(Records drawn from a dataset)

%%

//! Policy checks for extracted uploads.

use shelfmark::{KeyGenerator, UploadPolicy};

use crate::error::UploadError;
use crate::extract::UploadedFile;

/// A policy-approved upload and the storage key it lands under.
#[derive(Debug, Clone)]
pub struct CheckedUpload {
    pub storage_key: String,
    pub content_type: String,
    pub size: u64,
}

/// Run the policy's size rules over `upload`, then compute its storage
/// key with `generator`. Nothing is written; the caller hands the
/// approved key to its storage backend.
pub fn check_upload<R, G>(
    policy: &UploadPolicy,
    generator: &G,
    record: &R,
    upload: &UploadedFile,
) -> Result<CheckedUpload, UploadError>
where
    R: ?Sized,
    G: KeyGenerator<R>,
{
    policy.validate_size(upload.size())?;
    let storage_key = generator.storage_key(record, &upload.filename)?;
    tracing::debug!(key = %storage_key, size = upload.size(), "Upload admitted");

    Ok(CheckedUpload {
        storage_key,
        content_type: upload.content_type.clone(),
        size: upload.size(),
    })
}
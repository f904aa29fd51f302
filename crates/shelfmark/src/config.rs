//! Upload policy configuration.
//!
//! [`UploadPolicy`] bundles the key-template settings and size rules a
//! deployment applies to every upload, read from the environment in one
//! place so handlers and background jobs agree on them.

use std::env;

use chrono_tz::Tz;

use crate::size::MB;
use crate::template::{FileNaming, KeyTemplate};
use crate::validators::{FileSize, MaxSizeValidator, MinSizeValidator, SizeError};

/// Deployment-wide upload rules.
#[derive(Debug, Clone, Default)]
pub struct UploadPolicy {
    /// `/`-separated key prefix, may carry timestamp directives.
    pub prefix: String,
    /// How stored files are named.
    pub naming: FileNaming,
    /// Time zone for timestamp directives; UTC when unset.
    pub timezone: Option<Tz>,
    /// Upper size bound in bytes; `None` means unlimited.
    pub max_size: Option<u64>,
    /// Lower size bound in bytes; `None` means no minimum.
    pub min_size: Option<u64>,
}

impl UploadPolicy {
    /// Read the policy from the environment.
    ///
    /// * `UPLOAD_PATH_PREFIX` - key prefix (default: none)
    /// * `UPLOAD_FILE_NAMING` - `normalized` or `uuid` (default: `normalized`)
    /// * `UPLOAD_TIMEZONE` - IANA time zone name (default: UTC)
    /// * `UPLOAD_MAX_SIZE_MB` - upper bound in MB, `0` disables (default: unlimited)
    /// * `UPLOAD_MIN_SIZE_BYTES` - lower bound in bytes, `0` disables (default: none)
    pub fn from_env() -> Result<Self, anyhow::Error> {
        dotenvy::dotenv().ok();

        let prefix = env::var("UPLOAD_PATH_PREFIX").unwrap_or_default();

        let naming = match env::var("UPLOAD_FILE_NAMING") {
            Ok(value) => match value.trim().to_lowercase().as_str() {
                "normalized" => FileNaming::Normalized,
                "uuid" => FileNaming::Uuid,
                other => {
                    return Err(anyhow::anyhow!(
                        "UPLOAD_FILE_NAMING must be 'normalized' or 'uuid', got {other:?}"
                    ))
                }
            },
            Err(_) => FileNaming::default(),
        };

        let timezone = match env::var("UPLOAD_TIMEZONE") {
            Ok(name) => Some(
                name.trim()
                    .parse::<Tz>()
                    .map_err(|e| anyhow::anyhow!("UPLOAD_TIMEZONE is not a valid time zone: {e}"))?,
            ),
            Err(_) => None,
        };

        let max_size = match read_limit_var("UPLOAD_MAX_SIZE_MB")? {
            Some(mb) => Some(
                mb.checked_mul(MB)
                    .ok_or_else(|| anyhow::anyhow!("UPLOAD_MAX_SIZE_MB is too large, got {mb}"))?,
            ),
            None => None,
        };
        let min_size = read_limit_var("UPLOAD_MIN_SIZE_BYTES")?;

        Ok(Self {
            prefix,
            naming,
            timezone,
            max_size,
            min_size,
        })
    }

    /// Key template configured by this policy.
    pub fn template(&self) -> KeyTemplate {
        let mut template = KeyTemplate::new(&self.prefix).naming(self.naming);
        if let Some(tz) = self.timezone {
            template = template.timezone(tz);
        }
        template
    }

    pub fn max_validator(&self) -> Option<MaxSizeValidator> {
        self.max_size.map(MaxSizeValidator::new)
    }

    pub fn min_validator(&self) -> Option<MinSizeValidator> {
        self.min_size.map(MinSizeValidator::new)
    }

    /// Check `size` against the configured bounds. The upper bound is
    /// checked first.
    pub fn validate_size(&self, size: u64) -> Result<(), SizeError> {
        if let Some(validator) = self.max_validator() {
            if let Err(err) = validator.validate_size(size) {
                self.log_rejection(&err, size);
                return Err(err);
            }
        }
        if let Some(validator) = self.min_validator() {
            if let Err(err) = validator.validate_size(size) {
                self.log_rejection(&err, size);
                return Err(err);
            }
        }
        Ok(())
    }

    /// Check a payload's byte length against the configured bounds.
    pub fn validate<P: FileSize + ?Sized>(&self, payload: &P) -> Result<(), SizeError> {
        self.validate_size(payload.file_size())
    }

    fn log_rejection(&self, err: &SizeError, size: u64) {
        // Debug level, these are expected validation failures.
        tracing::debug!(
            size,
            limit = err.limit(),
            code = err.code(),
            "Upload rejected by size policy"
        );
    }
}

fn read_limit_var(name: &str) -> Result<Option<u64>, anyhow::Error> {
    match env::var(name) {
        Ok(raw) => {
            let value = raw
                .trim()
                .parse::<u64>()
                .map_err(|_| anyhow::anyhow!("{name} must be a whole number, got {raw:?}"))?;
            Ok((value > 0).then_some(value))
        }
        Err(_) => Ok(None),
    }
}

%%
%%

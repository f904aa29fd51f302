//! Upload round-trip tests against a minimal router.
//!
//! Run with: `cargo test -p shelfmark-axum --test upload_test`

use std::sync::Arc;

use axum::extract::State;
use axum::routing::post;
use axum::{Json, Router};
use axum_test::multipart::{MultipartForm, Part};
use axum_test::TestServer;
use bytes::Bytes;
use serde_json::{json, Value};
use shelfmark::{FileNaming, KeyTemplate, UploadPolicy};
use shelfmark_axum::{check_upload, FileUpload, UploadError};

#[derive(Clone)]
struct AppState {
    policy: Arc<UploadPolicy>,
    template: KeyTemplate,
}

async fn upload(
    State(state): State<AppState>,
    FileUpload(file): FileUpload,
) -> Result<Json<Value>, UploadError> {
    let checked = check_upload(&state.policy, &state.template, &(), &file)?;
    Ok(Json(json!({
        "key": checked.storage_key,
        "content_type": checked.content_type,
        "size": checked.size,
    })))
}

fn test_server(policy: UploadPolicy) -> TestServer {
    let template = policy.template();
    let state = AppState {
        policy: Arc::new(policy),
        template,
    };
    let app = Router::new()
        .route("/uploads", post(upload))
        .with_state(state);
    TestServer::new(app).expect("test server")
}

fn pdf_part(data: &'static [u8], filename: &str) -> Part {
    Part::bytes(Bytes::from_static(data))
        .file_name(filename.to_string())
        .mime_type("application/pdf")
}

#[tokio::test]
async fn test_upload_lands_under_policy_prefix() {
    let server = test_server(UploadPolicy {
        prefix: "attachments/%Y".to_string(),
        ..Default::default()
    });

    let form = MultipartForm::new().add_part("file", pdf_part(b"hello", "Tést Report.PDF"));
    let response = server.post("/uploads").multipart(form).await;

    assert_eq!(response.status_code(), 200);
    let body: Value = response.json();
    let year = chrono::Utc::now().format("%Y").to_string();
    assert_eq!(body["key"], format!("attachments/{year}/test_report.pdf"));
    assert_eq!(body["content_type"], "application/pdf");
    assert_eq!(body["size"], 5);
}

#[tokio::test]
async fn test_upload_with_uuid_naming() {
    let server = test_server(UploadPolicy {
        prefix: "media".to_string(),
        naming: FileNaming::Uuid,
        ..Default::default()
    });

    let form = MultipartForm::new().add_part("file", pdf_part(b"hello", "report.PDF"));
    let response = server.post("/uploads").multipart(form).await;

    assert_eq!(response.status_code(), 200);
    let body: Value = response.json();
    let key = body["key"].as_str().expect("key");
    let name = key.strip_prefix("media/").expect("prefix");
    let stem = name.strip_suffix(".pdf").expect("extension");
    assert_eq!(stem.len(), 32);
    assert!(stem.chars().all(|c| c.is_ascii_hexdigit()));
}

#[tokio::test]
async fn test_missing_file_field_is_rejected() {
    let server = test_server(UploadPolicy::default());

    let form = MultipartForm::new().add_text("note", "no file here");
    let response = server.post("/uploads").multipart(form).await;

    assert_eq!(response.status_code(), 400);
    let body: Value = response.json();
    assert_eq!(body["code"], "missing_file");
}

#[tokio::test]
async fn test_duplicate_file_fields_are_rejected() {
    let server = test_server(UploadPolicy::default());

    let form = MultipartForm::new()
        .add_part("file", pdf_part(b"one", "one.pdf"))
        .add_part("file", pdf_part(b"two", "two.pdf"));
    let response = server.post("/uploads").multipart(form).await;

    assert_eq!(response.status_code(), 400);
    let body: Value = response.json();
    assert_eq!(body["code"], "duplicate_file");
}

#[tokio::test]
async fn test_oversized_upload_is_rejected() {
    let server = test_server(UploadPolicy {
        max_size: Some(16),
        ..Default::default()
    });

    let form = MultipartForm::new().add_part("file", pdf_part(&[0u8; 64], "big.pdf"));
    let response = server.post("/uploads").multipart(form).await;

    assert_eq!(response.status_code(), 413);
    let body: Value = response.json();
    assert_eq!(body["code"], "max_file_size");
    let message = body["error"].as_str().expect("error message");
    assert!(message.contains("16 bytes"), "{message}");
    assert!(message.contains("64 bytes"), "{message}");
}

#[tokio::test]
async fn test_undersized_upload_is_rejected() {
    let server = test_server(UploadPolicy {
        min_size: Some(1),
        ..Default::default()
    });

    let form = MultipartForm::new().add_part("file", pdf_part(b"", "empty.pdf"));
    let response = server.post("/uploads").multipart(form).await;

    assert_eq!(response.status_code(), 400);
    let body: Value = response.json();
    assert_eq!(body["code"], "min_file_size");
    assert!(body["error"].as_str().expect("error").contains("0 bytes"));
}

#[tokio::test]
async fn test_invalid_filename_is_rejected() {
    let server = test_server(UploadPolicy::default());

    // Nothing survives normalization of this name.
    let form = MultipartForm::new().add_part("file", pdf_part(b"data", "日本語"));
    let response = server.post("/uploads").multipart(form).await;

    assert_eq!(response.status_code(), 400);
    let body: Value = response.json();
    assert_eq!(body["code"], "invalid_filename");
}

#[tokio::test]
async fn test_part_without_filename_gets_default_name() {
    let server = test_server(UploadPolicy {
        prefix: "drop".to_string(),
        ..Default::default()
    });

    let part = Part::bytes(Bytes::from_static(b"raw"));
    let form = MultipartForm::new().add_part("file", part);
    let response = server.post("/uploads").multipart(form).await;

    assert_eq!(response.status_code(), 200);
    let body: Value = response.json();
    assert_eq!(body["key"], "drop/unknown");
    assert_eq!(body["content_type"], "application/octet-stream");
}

%%

> _TASK TO COMPLETE_
Using the entries above, output exactly the lines between the line holding "for extracted uploads." and the line holding "#[derive(Debug, Clone)]", end lines included, and nothing more.

> _RESPONSE AREA_
//! Policy checks for extracted uploads.

use shelfmark::{KeyGenerator, UploadPolicy};

use crate::error::UploadError;
use crate::extract::UploadedFile;

/// A policy-approved upload and the storage key it lands under.
#[derive(Debug, Clone)]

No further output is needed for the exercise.